Differing opinions exist on what type of continuity existed across the two-millennia era of Rome's history, as well as when different periods start and what they are called. Although Rome the state started in the City of Rome, over time it would expand outside of the city and eventually the city was not part of the state. The dominance and control of the city of Rome underlined some of the contemporary disputes of who could claim to be representing the people of Rome (Romans), and which continues today in disputes over modern historiography. A revised view of the history beyond the elites has also driven recent scholarship. Competing interpretations have been motivated to define the origin of Western civilization.

Overview

The major narrative for over 200 years since its publication in 1776, been taken primarily from historian Edward Gibbon's The History of the Decline and Fall of the Roman Empire who began the modern English study of Roman history.[1][2] It wasn't until 1936 that scholars such as Arnaldo Momigliano began to question Gibbon's view.[3][4]

In 1953, art historian Alois Riegl provided the first true departure, writing that there were no qualitative differences in art and no periods of decline throughout Late Antiquity.[5] In 1975, the concept of "history" was expanded to include sources outside ancient historical narrative and traditional literary works.[6] The evidentiary basis expanded to include legal practices, economics, the history of ideas, coins, gravestones, architecture, archaeology and more.[7][8] In the 1980s, syntheses began to pull together the results of this more detailed work.[9] In the closing quarter of the twentieth century, scholarship advanced significantly.[10]

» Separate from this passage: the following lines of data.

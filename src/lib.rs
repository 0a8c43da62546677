//! Fulfillment webhook server for conversational-AI platforms.
//!
//! The platform POSTs a JSON envelope naming an action; the server looks the
//! action up in a registry of handlers, runs it and returns its JSON response.
//!
//! ```text
//! POST /  {"queryResult": {"action": "hello", ...}}
//!   -> basic auth
//!   -> dispatcher -> Actions["hello"] -> WebhookResponse
//!   <- 200 {"fulfillmentText": "Hello World!"}
//! ```
//!
//! # Modules
//!
//! - [`envelope`]: Request and response envelopes
//! - [`registry`]: Action handlers keyed by name
//! - [`dispatch`]: The fulfillment HTTP handler
//! - [`auth`]: Basic-auth middleware
//! - [`health`]: Health endpoint
//! - [`acme`]: Automatic certificates over HTTP-01
//! - [`tls`]: rustls configuration
//! - [`server`]: Listener lifecycle and graceful shutdown
//! - [`signal`]: OS shutdown signals
//! - [`config`]: Configuration loading from environment
//! - [`error`]: Unified error types
//! - [`metrics`]: Prometheus metric names and helpers

pub mod acme;
pub mod auth;
pub mod config;
pub mod dispatch;
pub mod envelope;
pub mod error;
pub mod health;
pub mod metrics;
pub mod registry;
pub mod server;
pub mod signal;
pub mod tls;

pub use config::ServerConfig;
pub use envelope::{WebhookRequest, WebhookResponse};
pub use error::{Result, ServerError};
pub use registry::{Action, ActionError, ActionResult, Actions};
pub use server::{ListenerKind, Server, ServerState};
pub use signal::ShutdownSignal;
pub use tls::TlsFiles;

Anthony Kaldellis, a post-classical scholar of the 21st century, has been challenging how we define Roman history.[11]

"Labels are important, but so are the narratives that sustain them. It is from stories that identities derive their essence, and the narrative of Byzantium is a Roman one as well as a Christian one. That may put it on a bigger map. In finding itself again, Romanía can change our understanding of Roman history broadly. § We should think Big, in bigger terms even than the 1,123 years that elapsed between the foundation and conquest of Constantinople. Let’s try to think even bigger, remembering that “Byzantium” was invented through an attempt to pare history down to a manageable size, by postulating that one phase of the Roman empire was “essentially” different from the others, thereby cutting Roman history into smaller bits. Other than scholarly convenience, there is no good reason to do this. There was only ever one Roman res publica. It began as a city on the Tiber in Italy, expanded to encompass a huge empire, and, in the process, it became an idea: the city had become a world, to which the name Romanía was given by the fourth century AD. [...] There were no major turning points in the history of Rome / New Rome that require us to invent new labels or essences. It was all one history. Is our historical vision broad enough for this conception?"

Summary of issues

Periodisation

William Green states[12]:

"Periodisation is among the most prominent and least scrutinised theoretical properties of history. Scholars assert that history constitutes a seamless garment, but they cannot render the past intelligible until they subdivide it into manageable and coherent units of time. Once firmly drawn and widely accepted, period frontiers can become intellectual straitjackets that pro foundly affect our habits of mind—the way we retain images, make associations, and perceive the beginning, middle, and ending of things."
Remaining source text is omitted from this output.